New Yorkers are less likely to own a car than residents of any other major city in the country, with over half opting to use bikes, public transport or just hoof it, compared to an 8% rate of non-ownership nationwide. So when we crow about the salutary effects of carpooling, transit, bike lanes, and other urbanist hobbyhorses, a little self-criticism might be in order – are we really just trying to turn Tucson into Williamsburg, and is that possible, let alone desirable?

Many of us don’t have to park, so there’s a danger in smugly ignoring the huge contribution to carbon emissions from drivers who’re circling the block looking for a place to plant their wheels, or the sheer human frustration engendered by just wanting to stop, and being unable to.

In cities like New York where parking is scarce, idling isn't the problem - cruising for parking is. From roadtrafficsigns.com.

In cities like New York where parking is scarce, idling isn’t the problem – cruising for parking is. From roadtrafficsigns.com.

But Brooklyn’s face is changing. Some of the bigger fights have gotten all the attention, like the acrimonious filibustering of Barclays Center by vocal opponents. At the same time, high-rise projects have been springing up in the Boerum Hill, Downtown and Fort Greene areas with dizzying regularity over the past fifteen years, leaving residents wondering whether the intimate scale that’s made the borough popular with artists and hipsters is leaving for good.

Surprisingly, though, the DCP says that it’s responding in part to slack demand on the part of the residents in the new high-rises who would benefit – fewer and fewer New Yorkers own cars, so even as dense and pricey housing moves in, it isn’t resulting in a linear rise in parking needs. According to the DCP’s statement, parking garages required to secure permission to build residential developments are “half empty in the evenings and weekends.”

But the DCP’s amendments to parking policy for downtown Brooklyn have two more important pieces:

  1. The DCP is allowing for lot sharing arrangements so that “residents, worker and visitors” can all park in public parking garages – where some of those garages have previously been exclusive to residents.
  2. It’s also dumping parking requirements for mixed-income and affordable housing developments altogether.

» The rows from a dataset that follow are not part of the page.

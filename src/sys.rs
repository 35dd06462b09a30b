//! Thin non-blocking syscall wrappers.
//!
//! Everything the channels need from the operating system funnels through
//! this module: socket setup, the try-style read/write/connect/accept calls
//! whose `WouldBlock` outcome drives the pending-operation machinery, and
//! address conversions between `SocketAddr` and the raw sockaddr types.

use bytes::{Bytes, BytesMut};
use bytes::buf::BufMut;
use std::io;
use std::mem;
use std::net::{Ipv4Addr, Ipv6Addr, SocketAddr, SocketAddrV4, SocketAddrV6};
use std::os::fd::RawFd;

/// Default amount of spare capacity reserved when a read buffer is full.
const READ_CHUNK: usize = 4 * 1024;

/// Outcome of a non-blocking attempt.
pub(crate) enum IoOutcome<T> {
    /// The syscall completed.
    Done(T),
    /// The descriptor was not ready; the operation must be parked.
    WouldBlock,
}

fn errno() -> i32 {
    io::Error::last_os_error().raw_os_error().unwrap_or(0)
}

fn is_would_block(err: i32) -> bool {
    err == libc::EAGAIN || err == libc::EWOULDBLOCK
}

/// Retries a syscall interrupted by a signal.
fn retry(mut call: impl FnMut() -> isize) -> isize {
    loop {
        let result = call();
        if result != -1 || errno() != libc::EINTR {
            return result;
        }
    }
}

pub(crate) fn set_nonblocking(fd: RawFd) -> io::Result<()> {
    let flags = unsafe { libc::fcntl(fd, libc::F_GETFL) };
    if flags < 0 {
        return Err(io::Error::last_os_error());
    }
    if unsafe { libc::fcntl(fd, libc::F_SETFL, flags | libc::O_NONBLOCK) } < 0 {
        return Err(io::Error::last_os_error());
    }
    Ok(())
}

pub(crate) fn close_fd(fd: RawFd) {
    unsafe {
        libc::close(fd);
    }
}

pub(crate) fn tcp_socket(v6: bool) -> io::Result<RawFd> {
    new_socket(v6, libc::SOCK_STREAM)
}

pub(crate) fn udp_socket(v6: bool) -> io::Result<RawFd> {
    new_socket(v6, libc::SOCK_DGRAM)
}

fn new_socket(v6: bool, kind: libc::c_int) -> io::Result<RawFd> {
    let family = if v6 { libc::AF_INET6 } else { libc::AF_INET };
    let fd = unsafe { libc::socket(family, kind, 0) };
    if fd < 0 {
        return Err(io::Error::last_os_error());
    }
    if let Err(err) = set_nonblocking(fd) {
        close_fd(fd);
        return Err(err);
    }
    Ok(fd)
}

pub(crate) fn set_reuseaddr(fd: RawFd) -> io::Result<()> {
    let value: libc::c_int = 1;
    let result = unsafe {
        libc::setsockopt(
            fd,
            libc::SOL_SOCKET,
            libc::SO_REUSEADDR,
            &value as *const _ as *const libc::c_void,
            mem::size_of::<libc::c_int>() as libc::socklen_t,
        )
    };
    if result < 0 {
        return Err(io::Error::last_os_error());
    }
    Ok(())
}

pub(crate) fn bind_socket(fd: RawFd, addr: &SocketAddr) -> io::Result<()> {
    let (storage, len) = to_sockaddr(addr);
    let result = unsafe { libc::bind(fd, &storage as *const _ as *const libc::sockaddr, len) };
    if result < 0 {
        return Err(io::Error::last_os_error());
    }
    Ok(())
}

pub(crate) fn listen_socket(fd: RawFd, backlog: i32) -> io::Result<()> {
    if unsafe { libc::listen(fd, backlog) } < 0 {
        return Err(io::Error::last_os_error());
    }
    Ok(())
}

/// Local address of a bound socket via `getsockname`.
pub(crate) fn local_addr(fd: RawFd) -> io::Result<SocketAddr> {
    let mut storage: libc::sockaddr_storage = unsafe { mem::zeroed() };
    let mut len = mem::size_of::<libc::sockaddr_storage>() as libc::socklen_t;
    let result =
        unsafe { libc::getsockname(fd, &mut storage as *mut _ as *mut libc::sockaddr, &mut len) };
    if result < 0 {
        return Err(io::Error::last_os_error());
    }
    from_sockaddr(&storage)
}

/// Initiates a non-blocking connect.
pub(crate) fn try_connect(fd: RawFd, addr: &SocketAddr) -> io::Result<IoOutcome<()>> {
    let (storage, len) = to_sockaddr(addr);
    let result = unsafe { libc::connect(fd, &storage as *const _ as *const libc::sockaddr, len) };
    if result == 0 {
        return Ok(IoOutcome::Done(()));
    }
    let err = errno();
    if err == libc::EINPROGRESS || err == libc::EINTR || is_would_block(err) {
        return Ok(IoOutcome::WouldBlock);
    }
    Err(io::Error::last_os_error())
}

/// Resolves the outcome of a pending connect once the descriptor reports
/// writable, by reading `SO_ERROR`.
pub(crate) fn check_connect(fd: RawFd) -> io::Result<()> {
    let mut error: libc::c_int = 0;
    let mut len = mem::size_of::<libc::c_int>() as libc::socklen_t;
    let result = unsafe {
        libc::getsockopt(
            fd,
            libc::SOL_SOCKET,
            libc::SO_ERROR,
            &mut error as *mut _ as *mut libc::c_void,
            &mut len,
        )
    };
    if result < 0 {
        return Err(io::Error::last_os_error());
    }
    if error != 0 {
        return Err(io::Error::from_raw_os_error(error));
    }
    Ok(())
}

/// Accepts one pending connection, returning the new descriptor already in
/// non-blocking mode together with the peer address.
pub(crate) fn try_accept(fd: RawFd) -> io::Result<IoOutcome<(RawFd, SocketAddr)>> {
    let mut storage: libc::sockaddr_storage = unsafe { mem::zeroed() };
    let mut len = mem::size_of::<libc::sockaddr_storage>() as libc::socklen_t;
    let client = retry(|| unsafe {
        libc::accept(fd, &mut storage as *mut _ as *mut libc::sockaddr, &mut len) as isize
    }) as RawFd;
    if client < 0 {
        let err = errno();
        if is_would_block(err) {
            return Ok(IoOutcome::WouldBlock);
        }
        return Err(io::Error::last_os_error());
    }
    if let Err(err) = set_nonblocking(client) {
        close_fd(client);
        return Err(err);
    }
    let peer = from_sockaddr(&storage)?;
    Ok(IoOutcome::Done((client, peer)))
}

/// Reads into the buffer's spare capacity.
///
/// `Done(0)` means end of stream. A full buffer has `READ_CHUNK` bytes
/// reserved before the read.
pub(crate) fn try_read_buf(fd: RawFd, buf: &mut BytesMut) -> io::Result<IoOutcome<usize>> {
    if buf.capacity() == buf.len() {
        buf.reserve(READ_CHUNK);
    }
    let chunk = buf.chunk_mut();
    let n = retry(|| unsafe { libc::read(fd, chunk.as_mut_ptr().cast(), chunk.len()) });
    if n >= 0 {
        unsafe { buf.advance_mut(n as usize) };
        return Ok(IoOutcome::Done(n as usize));
    }
    if is_would_block(errno()) {
        return Ok(IoOutcome::WouldBlock);
    }
    Err(io::Error::last_os_error())
}

/// Scattering read across the spare capacity of several buffers.
pub(crate) fn try_read_bufs(fd: RawFd, bufs: &mut [BytesMut]) -> io::Result<IoOutcome<u64>> {
    let mut iovecs = Vec::with_capacity(bufs.len());
    for buf in bufs.iter_mut() {
        if buf.capacity() == buf.len() {
            buf.reserve(READ_CHUNK);
        }
        let chunk = buf.chunk_mut();
        iovecs.push(libc::iovec {
            iov_base: chunk.as_mut_ptr().cast(),
            iov_len: chunk.len(),
        });
    }
    let n = retry(|| unsafe { libc::readv(fd, iovecs.as_ptr(), iovecs.len() as libc::c_int) });
    if n >= 0 {
        let mut remaining = n as usize;
        for (buf, iovec) in bufs.iter_mut().zip(iovecs.iter()) {
            let take = remaining.min(iovec.iov_len);
            unsafe { buf.advance_mut(take) };
            remaining -= take;
            if remaining == 0 {
                break;
            }
        }
        return Ok(IoOutcome::Done(n as u64));
    }
    if is_would_block(errno()) {
        return Ok(IoOutcome::WouldBlock);
    }
    Err(io::Error::last_os_error())
}

pub(crate) fn try_write_buf(fd: RawFd, buf: &Bytes) -> io::Result<IoOutcome<usize>> {
    let n = retry(|| unsafe { libc::write(fd, buf.as_ptr().cast(), buf.len()) });
    if n >= 0 {
        return Ok(IoOutcome::Done(n as usize));
    }
    if is_would_block(errno()) {
        return Ok(IoOutcome::WouldBlock);
    }
    Err(io::Error::last_os_error())
}

/// Gathering write from several buffers.
pub(crate) fn try_write_bufs(fd: RawFd, bufs: &[Bytes]) -> io::Result<IoOutcome<u64>> {
    let iovecs: Vec<libc::iovec> = bufs
        .iter()
        .map(|buf| libc::iovec {
            iov_base: buf.as_ptr() as *mut libc::c_void,
            iov_len: buf.len(),
        })
        .collect();
    let n = retry(|| unsafe { libc::writev(fd, iovecs.as_ptr(), iovecs.len() as libc::c_int) });
    if n >= 0 {
        return Ok(IoOutcome::Done(n as u64));
    }
    if is_would_block(errno()) {
        return Ok(IoOutcome::WouldBlock);
    }
    Err(io::Error::last_os_error())
}

/// Receives one datagram into the buffer's spare capacity.
pub(crate) fn try_recv_from(
    fd: RawFd,
    buf: &mut BytesMut,
) -> io::Result<IoOutcome<(usize, SocketAddr)>> {
    if buf.capacity() == buf.len() {
        buf.reserve(READ_CHUNK);
    }
    let mut storage: libc::sockaddr_storage = unsafe { mem::zeroed() };
    let mut len = mem::size_of::<libc::sockaddr_storage>() as libc::socklen_t;
    let chunk = buf.chunk_mut();
    let n = retry(|| unsafe {
        libc::recvfrom(
            fd,
            chunk.as_mut_ptr().cast(),
            chunk.len(),
            0,
            &mut storage as *mut _ as *mut libc::sockaddr,
            &mut len,
        )
    });
    if n >= 0 {
        unsafe { buf.advance_mut(n as usize) };
        let peer = from_sockaddr(&storage)?;
        return Ok(IoOutcome::Done((n as usize, peer)));
    }
    if is_would_block(errno()) {
        return Ok(IoOutcome::WouldBlock);
    }
    Err(io::Error::last_os_error())
}

pub(crate) fn send_to(fd: RawFd, data: &[u8], target: &SocketAddr) -> io::Result<IoOutcome<usize>> {
    let (storage, len) = to_sockaddr(target);
    let n = retry(|| unsafe {
        libc::sendto(
            fd,
            data.as_ptr().cast(),
            data.len(),
            0,
            &storage as *const _ as *const libc::sockaddr,
            len,
        )
    });
    if n >= 0 {
        return Ok(IoOutcome::Done(n as usize));
    }
    if is_would_block(errno()) {
        return Ok(IoOutcome::WouldBlock);
    }
    Err(io::Error::last_os_error())
}

/// Positional read used by the file channel on pool threads.
pub(crate) fn pread_buf(fd: RawFd, buf: &mut BytesMut, offset: u64) -> io::Result<usize> {
    if buf.capacity() == buf.len() {
        buf.reserve(READ_CHUNK);
    }
    let chunk = buf.chunk_mut();
    let n = retry(|| unsafe {
        libc::pread(
            fd,
            chunk.as_mut_ptr().cast(),
            chunk.len(),
            offset as libc::off_t,
        )
    });
    if n < 0 {
        return Err(io::Error::last_os_error());
    }
    unsafe { buf.advance_mut(n as usize) };
    Ok(n as usize)
}

/// Positional write used by the file channel on pool threads.
pub(crate) fn pwrite_buf(fd: RawFd, data: &[u8], offset: u64) -> io::Result<usize> {
    let n = retry(|| unsafe {
        libc::pwrite(fd, data.as_ptr().cast(), data.len(), offset as libc::off_t)
    });
    if n < 0 {
        return Err(io::Error::last_os_error());
    }
    Ok(n as usize)
}

/// File size via `fstat`.
pub(crate) fn file_size(fd: RawFd) -> io::Result<u64> {
    let mut stat: libc::stat = unsafe { mem::zeroed() };
    if unsafe { libc::fstat(fd, &mut stat) } < 0 {
        return Err(io::Error::last_os_error());
    }
    Ok(stat.st_size as u64)
}

/// Creates a non-blocking pipe used by the pollers for wakeup.
pub(crate) fn pipe_pair() -> io::Result<(RawFd, RawFd)> {
    let mut fds = [0 as RawFd; 2];
    if unsafe { libc::pipe(fds.as_mut_ptr()) } < 0 {
        return Err(io::Error::last_os_error());
    }
    for fd in fds {
        if let Err(err) = set_nonblocking(fd) {
            close_fd(fds[0]);
            close_fd(fds[1]);
            return Err(err);
        }
    }
    Ok((fds[0], fds[1]))
}

fn to_sockaddr(addr: &SocketAddr) -> (libc::sockaddr_storage, libc::socklen_t) {
    let mut storage: libc::sockaddr_storage = unsafe { mem::zeroed() };
    match addr {
        SocketAddr::V4(v4) => {
            let sin = &mut storage as *mut _ as *mut libc::sockaddr_in;
            unsafe {
                (*sin).sin_family = libc::AF_INET as libc::sa_family_t;
                (*sin).sin_port = v4.port().to_be();
                (*sin).sin_addr = libc::in_addr {
                    s_addr: u32::from_ne_bytes(v4.ip().octets()),
                };
            }
            (storage, mem::size_of::<libc::sockaddr_in>() as libc::socklen_t)
        }
        SocketAddr::V6(v6) => {
            let sin6 = &mut storage as *mut _ as *mut libc::sockaddr_in6;
            unsafe {
                (*sin6).sin6_family = libc::AF_INET6 as libc::sa_family_t;
                (*sin6).sin6_port = v6.port().to_be();
                (*sin6).sin6_flowinfo = v6.flowinfo();
                (*sin6).sin6_addr = libc::in6_addr {
                    s6_addr: v6.ip().octets(),
                };
                (*sin6).sin6_scope_id = v6.scope_id();
            }
            (storage, mem::size_of::<libc::sockaddr_in6>() as libc::socklen_t)
        }
    }
}

fn from_sockaddr(storage: &libc::sockaddr_storage) -> io::Result<SocketAddr> {
    match storage.ss_family as libc::c_int {
        libc::AF_INET => {
            let sin = storage as *const _ as *const libc::sockaddr_in;
            let (ip, port) = unsafe {
                (
                    Ipv4Addr::from((*sin).sin_addr.s_addr.to_ne_bytes()),
                    u16::from_be((*sin).sin_port),
                )
            };
            Ok(SocketAddr::V4(SocketAddrV4::new(ip, port)))
        }
        libc::AF_INET6 => {
            let sin6 = storage as *const _ as *const libc::sockaddr_in6;
            let addr = unsafe {
                SocketAddrV6::new(
                    Ipv6Addr::from((*sin6).sin6_addr.s6_addr),
                    u16::from_be((*sin6).sin6_port),
                    (*sin6).sin6_flowinfo,
                    (*sin6).sin6_scope_id,
                )
            };
            Ok(SocketAddr::V6(addr))
        }
        _ => Err(io::Error::new(
            io::ErrorKind::InvalidData,
            "unsupported address family",
        )),
    }
}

These last two pieces seem like a win/win – they will make room for more revenue in the form of rentals and sales, giving developers an incentive to build mixed-income housing in an otherwise pricey part of Brooklyn, and they’ll keep garages full by removing the resident monopoly on valuable parking spots.

If you’ve never parked in New York, you may not be quite as attuned to what a mixed bag garage parking can be, though. Since the most immediately visible parking spots are the cheap slots on-street, motorists have reason to drive around until they find one (garage spots can cost in the tens of dollars per hour, while on-street parking is usually $1/hour outside of Manhattan, or $1.50-$3 inside of it). Garages don’t always register in drivers’ minds quite as clearly as they’d like to – they’re usually tucked into office buildings or in spots where drivers may not be quite certain whether they’re public or private.

These piecemeal measures to which New Yorkers are accustomed all seem like half a loaf, though, since off-street parking continues to be vastly cheaper than its market value, so it’s scarcer than it would be if it were priced correctly. Even though short supply can be an environmental and quality-of-life problem, higher pricing would discourage short-distance errands, reduce car ownership to some degree, and push drivers to see multi-use garage lots as more viable options.

The scarcity of on-street parking can lead to mishaps intentional and unintentional. From Alex E. Proimos and licensed under creative commons.

The scarcity of on-street parking can lead to mishaps intentional and unintentional. From Alex E. Proimos. Licensed under Creative Commons.

In the meantime, commentators often remark that parking prices should probably be higher in some neighborhoods; as long as New York is stuck with low and flat rather than dynamic pricing, we’re likely to continue to have problems finding spots when we need them. A cheap, unavailable parking spot is a spot busy pleasing one person but frustrating dozens of others.